Along the way, it became a book: the 401-page Annie's Ghosts, published earlier this year, written by native Detroiter Steve Luxenberg, who's now a senior editor at The Washington Post.

The story weaves the threads of Luxenberg's family with others in the tapestry of Detroit history to help understand why his mother — the daughter of poor Jewish immigrants who always portrayed herself as an only child — would hide Annie Cohen, her mentally challenged older sister. Part family drama, part social history, part examination of the Holocaust's effect on survivors and part documentary of 20th century life in Detroit, Luxenberg's book is one family's narrative that could've been anyone's.

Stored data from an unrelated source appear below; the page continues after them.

//! System configuration parameters
//!
//! All tunable parameters for the device core and the simulated producer.
//! Values can be overridden from a JSON file via
//! [`JsonConfigFile`](crate::adapters::config_file::JsonConfigFile).

use serde::{Deserialize, Serialize};

use crate::app::ports::ConfigError;
use crate::pins::{self, PinId};

/// Core system configuration
#[derive(Debug, Clone, PartialEq, Eq, Serialize, Deserialize)]
#[serde(default)]
pub struct SystemConfig {
    // --- LED ---
    /// GPIO line driving the LED.
    pub led_gpio: PinId,

    // --- Sensor ---
    /// `try_lock` attempts made by the interrupt-context update path before
    /// a sample is dropped.
    pub isr_lock_retries: u8,

    // --- Simulated producer ---
    /// Delay between simulated samples (milliseconds)
    pub sim_sample_interval_ms: u32,
    /// Lowest value the simulated sensor emits
    pub sim_sample_min: i32,
    /// Highest value the simulated sensor emits
    pub sim_sample_max: i32,
    /// Seed for the simulated sensor sequence
    pub sim_seed: u32,
}

impl Default for SystemConfig {
    fn default() -> Self {
        Self {
            led_gpio: pins::LED_GPIO,

            isr_lock_retries: 8,

            sim_sample_interval_ms: 500,
            sim_sample_min: -40,
            sim_sample_max: 125,
            sim_seed: 0x5EED_0017,
        }
    }
}

/// Range-check every field. Invalid configs are rejected, never clamped.
pub fn validate_config(cfg: &SystemConfig) -> Result<(), ConfigError> {
    if cfg.led_gpio.number() < 0 {
        return Err(ConfigError::ValidationFailed("led_gpio must be >= 0"));
    }
    if cfg.isr_lock_retries == 0 {
        return Err(ConfigError::ValidationFailed("isr_lock_retries must be >= 1"));
    }
    if !(1..=60_000).contains(&cfg.sim_sample_interval_ms) {
        return Err(ConfigError::ValidationFailed(
            "sim_sample_interval_ms must be 1–60000",
        ));
    }
    if cfg.sim_sample_min > cfg.sim_sample_max {
        return Err(ConfigError::ValidationFailed(
            "sim_sample_min must not exceed sim_sample_max",
        ));
    }
    Ok(())
}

The secret first came out in 1995 when his elderly mother revealed to a psychiatrist during a medical evaluation that she'd had a sister who'd been committed with mental illness, saying she didn't know what happened to her. Luxenberg, having no reason to doubt her, never sought answers while his mom was alive. But after her 1999 death, when he received a document from a Michigan cemetery about the burial plots for his grandparents and his aunt, he realized his mother had made arrangements for Annie's grave when she died in 1972. She had known the fate of her sister, who'd spent 32 years first in Eloise Hospital and then in Northville State Hospital.

Seeking to learn what he could about his aunt, her exact mental and physical conditions and why his mother would hide her, Luxenberg visits his family's former Detroit neighborhoods, pores over court and medical records, and interviews everyone who is still alive and might have known about his aunt. He fails in one of his goals: to find a photograph of his aunt.

But in his search and subsequent book about it, he completes a moving narrative about how universal forces of history shaped his particular family's experience.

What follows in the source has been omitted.